1. Owners pay the bills in the construction industry across government, corporate and institutional markets.

“Planning and Budgeting” is perceived as the #1 area for process improvement. Cost estimating accuracy is the #1 impact of risk to the organization. Construction Financial Managers (CFMA) Study – 2008

2.   Renovation is emerging as more significant than new construction.

Owners are looking for reliable reference cost data to:

  1. Validate internal and external repair, maintenance, and construction estimates,
  2. More accurately project multi-year capital budgets,  and
  3. Implement JOC delivery models for renovation projects under $10 million (though total JOC programs can reach $300M+)

3.   Sustainability and a High Performance Building approach are core components of the construction decision-making process.

Climate change issues affect choices of building products.

What is a high performance building?

A building that integrates and optimizes all major high-performance building attributes, including energy efficiency, durability, life-cycle performance, and occupant productivity. – Energy Policy Act, 2005, Section 915

A building that integrates and optimizes all major high performance attributes on a life-cycle basis: energy conservation, environment, safety, security, durability, accessibility, cost-benefit, productivity, sustainability, functionality, and operational considerations. – Energy Independence and Security Act, 2007, Title IV, Section 401

High-performance buildings, which address human, environmental, economic and total societal impact, are the result of the application of the highest level design, construction, operation and maintenance principles—a paradigm change for the built environment. – High Performance  Building Council

What is a High Performance Building Management System?
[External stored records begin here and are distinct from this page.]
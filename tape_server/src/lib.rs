//! Market tape quote service.
//!
//! Answers `GET .../quotes?symbols=A,B,C` with a best-effort snapshot of the
//! requested symbols, fetched in parallel from an upstream provider and cached
//! for a short TTL. Building blocks:
//!
//! - `upstream`: `QuoteProvider` seam and the Finnhub-compatible provider.
//! - `aggregator`: parallel fan-out with per-symbol failure isolation.
//! - `model::response_cache`: shared TTL cache for rendered responses.
//! - `routes`: axum router, validation, CORS and cache handling.
//! - `args` / `config`: CLI/env configuration.
#![warn(missing_docs)]
pub mod aggregator;
pub mod args;
pub mod config;
pub mod model;
pub mod routes;
pub mod upstream;

pub use aggregator::QuoteAggregator;
pub use config::ServerConfig;
pub use routes::{AppState, create_router};
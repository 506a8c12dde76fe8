//! Shared TTL response cache for the `/quotes` endpoint.
//!
//! The cache stores fully rendered response bodies keyed by request identity
//! (path plus normalized symbol list). Entries are written once per key per TTL
//! window and only read afterwards; a stale entry is treated as absent and is
//! dropped on the next read or by [`InMemoryResponseCache::purge_expired`].
//!
//! Handlers depend on the [`ResponseCache`] trait so an edge cache can be
//! plugged in without touching request handling.
//!
//! The in-memory cache holds at most `capacity` entries; storing a new key into
//! a full cache first drops expired entries, then the entry closest to expiry.
//!
//! Time is measured with `tokio::time::Instant`, which is monotonic and follows
//! the runtime clock (paused clocks in tests included).

use std::collections::HashMap;
use std::time::Duration;

use parking_lot::Mutex;
use tokio::time::Instant;

/// Default upper bound on stored responses.
pub const DEFAULT_CAPACITY: usize = 1024;

/// Rendered body of a successful quotes response.
#[derive(Debug, Clone, PartialEq, Eq)]
pub struct CachedResponse {
    /// Serialized JSON body.
    pub body: String,
}

/// Key-value store with per-entry lifetime.
pub trait ResponseCache: Send + Sync {
    /// Fetch a live entry.
    fn get(&self, key: &str) -> Option<CachedResponse>;
    /// Store `response` under `key` for `ttl`, replacing any previous entry.
    fn put(&self, key: String, response: CachedResponse, ttl: Duration);
}

struct CacheEntry {
    response: CachedResponse,
    expires_at: Instant,
}

/// Process-local [`ResponseCache`] backed by a mutex-guarded map.
pub struct InMemoryResponseCache {
    entries: Mutex<HashMap<String, CacheEntry>>,
    capacity: usize,
}

impl Default for InMemoryResponseCache {
    fn default() -> Self {
        Self::with_capacity(DEFAULT_CAPACITY)
    }
}

impl InMemoryResponseCache {
    /// Create an empty cache holding up to [`DEFAULT_CAPACITY`] entries.
    pub fn new() -> Self {
        Self::default()
    }

    /// Create an empty cache holding up to `capacity` entries (at least one).
    pub fn with_capacity(capacity: usize) -> Self {
        Self {
            entries: Mutex::new(HashMap::new()),
            capacity: capacity.max(1),
        }
    }

    /// Drop every expired entry and return how many were removed.
    pub fn purge_expired(&self) -> usize {
        let now = Instant::now();
        let mut entries = self.entries.lock();
        let before = entries.len();
        entries.retain(|_, entry| entry.expires_at > now);
        before - entries.len()
    }

    /// Number of stored entries, live or not yet purged.
    pub fn len(&self) -> usize {
        self.entries.lock().len()
    }

    /// True when nothing is stored.
    pub fn is_empty(&self) -> bool {
        self.entries.lock().is_empty()
    }
}

impl ResponseCache for InMemoryResponseCache {
    fn get(&self, key: &str) -> Option<CachedResponse> {
        let mut entries = self.entries.lock();
        match entries.get(key) {
            Some(entry) if entry.expires_at > Instant::now() => Some(entry.response.clone()),
            Some(_) => {
                entries.remove(key);
                None
            }
            None => None,
        }
    }

    fn put(&self, key: String, response: CachedResponse, ttl: Duration) {
        let now = Instant::now();
        let mut entries = self.entries.lock();
        if !entries.contains_key(&key) && entries.len() >= self.capacity {
            entries.retain(|_, entry| entry.expires_at > now);
            if entries.len() >= self.capacity {
                let oldest = entries
                    .iter()
                    .min_by_key(|(_, entry)| entry.expires_at)
                    .map(|(key, _)| key.clone());
                if let Some(oldest) = oldest {
                    entries.remove(&oldest);
                }
            }
        }
        entries.insert(
            key,
            CacheEntry {
                response,
                expires_at: now + ttl,
            },
        );
    }
}
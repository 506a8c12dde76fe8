//!
//! Common types and utilities shared by the tape server and client.
//!
//! This crate aggregates:
//! - `error`: unified error type `TapeError` used across the workspace.
//! - `result`: handy `Result<T, TapeError>` alias.
//! - `quote`: `Quote` and the JSON bodies of the `/quotes` endpoint.
//! - `tickers`: symbol normalization and the client watchlist.
//! - `net`: HTTP constants and small helpers.
#![warn(missing_docs)]
pub mod error;
pub mod net;
pub mod quote;
pub mod result;
pub mod tickers;

pub use error::TapeError;
pub use quote::{ErrorBody, Quote, QuotesResponse};
pub use result::Result;
pub use tickers::{Symbol, Watchlist};
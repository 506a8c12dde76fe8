//! Data model of the polling client.
//!
//! - `poll_state`: status state machine and the snapshot handed to the display layer.
pub mod poll_state;

pub use poll_state::{PollState, PollStatus, QuoteSnapshot};
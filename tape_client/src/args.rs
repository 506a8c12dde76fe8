//! Command-line arguments for the tape client.
//!
//! This module defines the CLI interface using `clap`. See `main` for end-to-end usage.
use clap::Parser;
use tape_common::net::DEFAULT_POLL_INTERVAL;

/// Parsed command-line arguments.
#[derive(Debug, Parser)]
#[command(version, about, long_about = None)]
pub struct Args {
    /// Quote service URL. Polling is disabled when absent.
    /// A bare host gets `https://`; a `/path` is resolved against `--origin`.
    #[arg(long, env = "MARKET_TAPE_URL")]
    pub endpoint: Option<String>,

    /// Origin used to resolve a relative endpoint path.
    #[arg(long, env = "MARKET_TAPE_ORIGIN")]
    pub origin: Option<String>,

    /// Comma-separated symbols to watch.
    #[arg(long, conflicts_with = "path")]
    pub symbols: Option<String>,

    /// Path to a text file with symbols to watch.
    /// Symbols may be separated by commas, spaces, or new lines.
    #[arg(long)]
    pub path: Option<String>,

    /// Seconds between polls.
    #[arg(long, default_value_t = DEFAULT_POLL_INTERVAL.as_secs())]
    pub interval_secs: u64,
}
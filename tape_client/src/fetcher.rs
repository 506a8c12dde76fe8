//! One poll request against the quote service.
//!
//! Any of the following counts as a failed poll: transport error, non-2xx
//! status, a body that is not JSON, or a body with no usable quotes. Entries
//! that do not form a valid [`Quote`] are skipped individually.
use std::time::Duration;

use async_trait::async_trait;
use reqwest::Url;
use reqwest::header::ACCEPT;
use serde_json::Value;
use tape_common::{Quote, Result, TapeError, Watchlist};

use crate::endpoint::QuoteEndpoint;

/// Client-side deadline for a single poll request.
pub const REQUEST_TIMEOUT: Duration = Duration::from_secs(10);

/// Source of quote snapshots for the poller.
#[async_trait]
pub trait QuoteSource: Send + Sync {
    /// Configured service endpoint reported to the display layer.
    fn endpoint(&self) -> &str;

    /// Fetch the current quote set. Never returns an empty `Ok`.
    async fn fetch_quotes(&self) -> Result<Vec<Quote>>;
}

/// [`QuoteSource`] that polls the quote service over HTTP.
pub struct HttpQuoteSource {
    client: reqwest::Client,
    endpoint: String,
    url: Url,
}

impl HttpQuoteSource {
    /// Build a source for `watchlist` on `endpoint`.
    pub fn new(endpoint: &QuoteEndpoint, watchlist: &Watchlist, timeout: Duration) -> Result<Self> {
        let client = reqwest::Client::builder().timeout(timeout).build()?;
        Ok(Self {
            client,
            endpoint: endpoint.as_str().to_string(),
            url: endpoint.quotes_url(watchlist),
        })
    }
}

#[async_trait]
impl QuoteSource for HttpQuoteSource {
    fn endpoint(&self) -> &str {
        &self.endpoint
    }

    async fn fetch_quotes(&self) -> Result<Vec<Quote>> {
        let response = self
            .client
            .get(self.url.clone())
            .header(ACCEPT, "application/json")
            .send()
            .await?;

        let status = response.status();
        if !status.is_success() {
            return Err(TapeError::ServiceStatus(status.as_u16()));
        }

        let bytes = response.bytes().await?;
        let body: Value = serde_json::from_slice(&bytes)?;
        let quotes = parse_quotes_response(&body);
        if quotes.is_empty() {
            return Err(TapeError::EmptyQuotes);
        }
        Ok(quotes)
    }
}

/// Extract the usable quotes from a service response body.
///
/// Numbers may arrive as JSON numbers or numeric strings; anything else makes
/// the entry invalid.
pub fn parse_quotes_response(body: &Value) -> Vec<Quote> {
    let Some(raw) = body.get("quotes").and_then(Value::as_array) else {
        return Vec::new();
    };

    raw.iter()
        .filter_map(|entry| {
            let symbol = entry.get("symbol").and_then(Value::as_str).unwrap_or("");
            Quote::new(
                symbol,
                number(entry, "price"),
                number(entry, "change"),
                number(entry, "changePercent"),
            )
        })
        .collect()
}

fn number(entry: &Value, field: &str) -> f64 {
    match entry.get(field) {
        Some(Value::Number(n)) => n.as_f64().unwrap_or(f64::NAN),
        Some(Value::String(s)) => s.trim().parse().unwrap_or(f64::NAN),
        _ => f64::NAN,
    }
}
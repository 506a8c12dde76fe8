//! Command-line arguments for the quote service.
//!
//! Every flag can also be supplied through the environment (a `.env` file is
//! loaded first). See `main` for end-to-end usage.
use clap::Parser;
use tape_common::net::{CACHE_TTL, DEFAULT_PORT, UPSTREAM_TIMEOUT, addr};

use crate::upstream::DEFAULT_UPSTREAM_URL;

/// Parsed command-line arguments.
#[derive(Debug, Parser)]
#[command(version, about, long_about = None)]
pub struct Args {
    /// Socket address to listen on.
    #[arg(long, env = "TAPE_BIND", default_value_t = addr("0.0.0.0", DEFAULT_PORT))]
    pub bind: String,

    /// Base URL of the upstream quote API.
    #[arg(long, env = "TAPE_UPSTREAM_URL", default_value = DEFAULT_UPSTREAM_URL)]
    pub upstream_url: String,

    /// Upstream API credential.
    #[arg(long, env = "FINNHUB_API_KEY", hide_env_values = true)]
    pub api_key: String,

    /// Lifetime of cached `/quotes` responses, in seconds.
    #[arg(long, env = "TAPE_CACHE_TTL_SECS", default_value_t = CACHE_TTL.as_secs())]
    pub cache_ttl_secs: u64,

    /// Deadline for each upstream lookup, in milliseconds.
    #[arg(long, env = "TAPE_UPSTREAM_TIMEOUT_MS", default_value_t = UPSTREAM_TIMEOUT.as_millis() as u64)]
    pub upstream_timeout_ms: u64,
}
High Performance Building Management System
High Performance Building Management System

About Me:

  • Former CMO for 4Clicks Solutions, a leading provide of cost estimating and project management software to the DOD Sector.
  • Former Senior Consultant for RS Means / Reed Business Information – Strategic partnering with BIM and cost estimating software OEMs as well as large end users.
  • Former CMO for VFA, Inc., and thought leader in the facilities consulting and condition assessment industry. Defined  the CPMS (Capital Planning and Management Solutions) strategic concept effectively bringing it to a market that VFA  lead for years including the higher education and government segments.  VFA was acquired by Accenture.
  • Some think I have exceptional domain knowledge and expertise in facilities life-cycle costs and total cost of ownership applicable to various market segments including corporate and healthcare
  • Seminal thinker on TCO (total cost of ownership) applicable to construction and facilities industry associations including FFC, APPA, NASFA and IFMA
  • Ability to develop broad based “best-practices” and develop services and products for deployment via technology
  • NIBS NBIMS V3.0 Planning Committee, Chairperson – Terminology Subcommittee 
  • NIBS Board Member – FMOC
  • Center for Job Order Contracting Excellence – CJE – Board Member
  • OMNICLASS Working Group

5 thoughts on “About

  1. Very compelling writing. I have only read a few posts and quickly searched the categories but didn’t find any reference to fabrication. Where is the discussion about integrating fabrication into BIM and IPD to enable the many efficiencies already proven in other industries such as aerospace, automobiles, and consumer electronics?

    1. Greg,

      Thank you. You have and excellent point. The AEC industry is a laggard relative to implementing “best practices” currently found in other sectors. IPD is catching on, as is JOC. BIM will accelerate / expedite the adoption of these and similar practices.

  2. Glad to find this Peter! I was wondering if you have a guesstimate on average number of luminaires per 1000 sq. ft. (or some other unit of area), for commercial office buildings.



    1. Open Plan Office
      The target lighting in open offices is 30 average maintained footcandles for ambient lighting with a total of at least 50 footcandles provided on the desktop by a combination of the ambient and supplemental task lighting.